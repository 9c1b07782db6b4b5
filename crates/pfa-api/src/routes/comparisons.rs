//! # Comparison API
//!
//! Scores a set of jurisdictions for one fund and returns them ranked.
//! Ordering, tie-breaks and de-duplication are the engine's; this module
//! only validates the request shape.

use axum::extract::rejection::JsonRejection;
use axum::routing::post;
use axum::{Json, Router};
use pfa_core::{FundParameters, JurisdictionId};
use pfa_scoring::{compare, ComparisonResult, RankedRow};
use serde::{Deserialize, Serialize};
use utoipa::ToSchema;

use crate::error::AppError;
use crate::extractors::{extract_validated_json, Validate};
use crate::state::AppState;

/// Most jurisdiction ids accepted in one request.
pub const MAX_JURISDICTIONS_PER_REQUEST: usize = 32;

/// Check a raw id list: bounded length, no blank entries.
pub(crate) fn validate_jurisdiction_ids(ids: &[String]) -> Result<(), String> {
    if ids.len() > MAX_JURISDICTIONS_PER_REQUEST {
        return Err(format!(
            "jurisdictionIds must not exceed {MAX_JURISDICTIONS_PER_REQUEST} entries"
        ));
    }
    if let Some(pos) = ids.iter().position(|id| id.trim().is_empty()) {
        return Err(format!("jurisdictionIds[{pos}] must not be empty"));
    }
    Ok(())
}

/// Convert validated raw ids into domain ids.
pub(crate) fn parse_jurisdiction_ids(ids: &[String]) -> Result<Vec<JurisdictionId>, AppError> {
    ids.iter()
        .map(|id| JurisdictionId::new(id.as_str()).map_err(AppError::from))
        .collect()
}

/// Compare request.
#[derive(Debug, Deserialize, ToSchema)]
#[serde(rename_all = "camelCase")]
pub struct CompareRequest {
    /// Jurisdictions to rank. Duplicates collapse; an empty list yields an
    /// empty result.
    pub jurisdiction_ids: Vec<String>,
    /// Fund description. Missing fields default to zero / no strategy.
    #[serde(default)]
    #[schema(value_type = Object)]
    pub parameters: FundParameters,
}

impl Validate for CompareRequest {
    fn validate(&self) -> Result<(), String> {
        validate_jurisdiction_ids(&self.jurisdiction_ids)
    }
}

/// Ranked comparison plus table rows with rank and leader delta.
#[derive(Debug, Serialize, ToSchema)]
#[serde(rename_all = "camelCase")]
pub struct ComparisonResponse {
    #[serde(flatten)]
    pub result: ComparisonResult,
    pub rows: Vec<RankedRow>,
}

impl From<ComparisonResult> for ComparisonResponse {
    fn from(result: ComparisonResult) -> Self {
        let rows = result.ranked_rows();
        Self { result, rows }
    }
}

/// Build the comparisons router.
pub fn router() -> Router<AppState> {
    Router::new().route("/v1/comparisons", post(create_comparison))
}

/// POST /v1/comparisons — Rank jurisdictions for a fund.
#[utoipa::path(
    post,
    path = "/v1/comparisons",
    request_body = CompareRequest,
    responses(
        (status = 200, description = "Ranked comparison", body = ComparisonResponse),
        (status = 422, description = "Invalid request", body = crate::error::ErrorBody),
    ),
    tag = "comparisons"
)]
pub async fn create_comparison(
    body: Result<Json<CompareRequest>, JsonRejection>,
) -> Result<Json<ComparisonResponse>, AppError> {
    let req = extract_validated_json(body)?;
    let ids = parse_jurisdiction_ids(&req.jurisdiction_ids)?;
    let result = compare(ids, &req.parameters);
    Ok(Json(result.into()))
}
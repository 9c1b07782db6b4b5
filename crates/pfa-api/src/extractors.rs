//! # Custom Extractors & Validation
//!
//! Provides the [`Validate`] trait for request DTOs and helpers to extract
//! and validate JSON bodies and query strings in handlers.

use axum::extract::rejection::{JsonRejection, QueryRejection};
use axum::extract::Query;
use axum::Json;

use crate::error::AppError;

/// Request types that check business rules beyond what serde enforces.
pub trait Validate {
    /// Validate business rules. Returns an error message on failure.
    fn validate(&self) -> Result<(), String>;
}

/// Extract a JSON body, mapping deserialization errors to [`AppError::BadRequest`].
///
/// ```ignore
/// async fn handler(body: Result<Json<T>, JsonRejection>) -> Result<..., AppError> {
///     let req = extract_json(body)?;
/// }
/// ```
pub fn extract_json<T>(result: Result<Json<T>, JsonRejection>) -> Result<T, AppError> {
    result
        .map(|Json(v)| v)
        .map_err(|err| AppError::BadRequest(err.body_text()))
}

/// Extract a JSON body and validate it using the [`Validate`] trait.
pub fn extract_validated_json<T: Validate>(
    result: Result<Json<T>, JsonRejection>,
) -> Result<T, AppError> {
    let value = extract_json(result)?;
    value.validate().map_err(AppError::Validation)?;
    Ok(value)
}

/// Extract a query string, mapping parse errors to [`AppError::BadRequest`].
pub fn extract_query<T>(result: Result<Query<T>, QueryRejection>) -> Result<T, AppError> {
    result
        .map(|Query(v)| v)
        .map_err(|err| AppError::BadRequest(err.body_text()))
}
******************************
**What is being asked:** For every line of the records that has the word "async" in it, make a copy.

**Exercise response:**
pub async fn create_comparison(
/// async fn handler(body: Result<Json<T>, JsonRejection>) -> Result<..., AppError> {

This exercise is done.